There was an instinct to prolong my dad's life. What I know now is that that was a selfish act on my part, an act as selfish as me staying in the five-year relationship that wasn't working. I was holding onto people, thinking that without them I was nothing. And that wasn’t the case.
As I try to rebuild myself after all this, I remind myself to be gentle--to hold my thoughts and body as I would hold a baby. There's no need for me to rush back to work and do 100%, but there is a need for me to stay in my body and feel my feelings all the way. It takes strength and a level of vulnerability required of being in a relationship. The compassion with which I must learn to treat myself is exactly how I want a future partner to treat me, and that is a gift to see — that for the first time I am available to give myself the kindness that I wasn't giving myself before, and that eventually, I will be able to pass it onto someone else. For now, I practice it with friends—I recognize where and when love is needed and I deliver, present for them and myself.

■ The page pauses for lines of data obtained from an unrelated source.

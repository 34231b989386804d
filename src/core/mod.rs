//! Core business logic - the receipt reconciliation engine.
//!
//! Operations are free async functions taking their collaborators (database connection,
//! fiscal ticket source, settings) explicitly. Leaf to root: [`fiscal`] parses tickets,
//! [`matcher`] resolves line items against the catalog, [`status`] folds item states into a
//! receipt state, [`alias`] propagates alias decisions, and [`balance`] keeps user balances.

/// Product aliases and alias decision propagation
pub mod alias;
/// User balance calculation and reconciliation
pub mod balance;
/// Payout requests
pub mod cashback_request;
/// Fiscal ticket lookup and parsing
pub mod fiscal;
/// Line-item to product matching
pub mod matcher;
/// Product catalog
pub mod product;
/// Receipt submission and retrieval
pub mod receipt;
/// Receipt state machine
pub mod status;
/// User accounts
pub mod user;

No matter what level of grief I'm in, I'm trusting that I’m safe. I don't necessarily have to follow Kübler-Ross’ timeline to justify how much or how little I’m feeling. This grief can be up and down, and each stage may happen all at once. As long as I'm willing to be taken care of when I need it – as long as I can pause and love myself when in the deepest darkness, I'll be okay.
Before all this grief, I was hardwired to compare and despair, focusing on my needs only. Many of us do that as if it's a survival tactic--to know where we are on the food chain of life. As much as I want to compare myself to everyone who is getting married and having kids and building families, this grief is letting me experience the growth I need to be full enough for myself, a companion, and a community. It's time to strengthen my neural pathways so that they're rewired to receive nurturing love and care with an open heart. I'm accepting that where I am is where I need to be.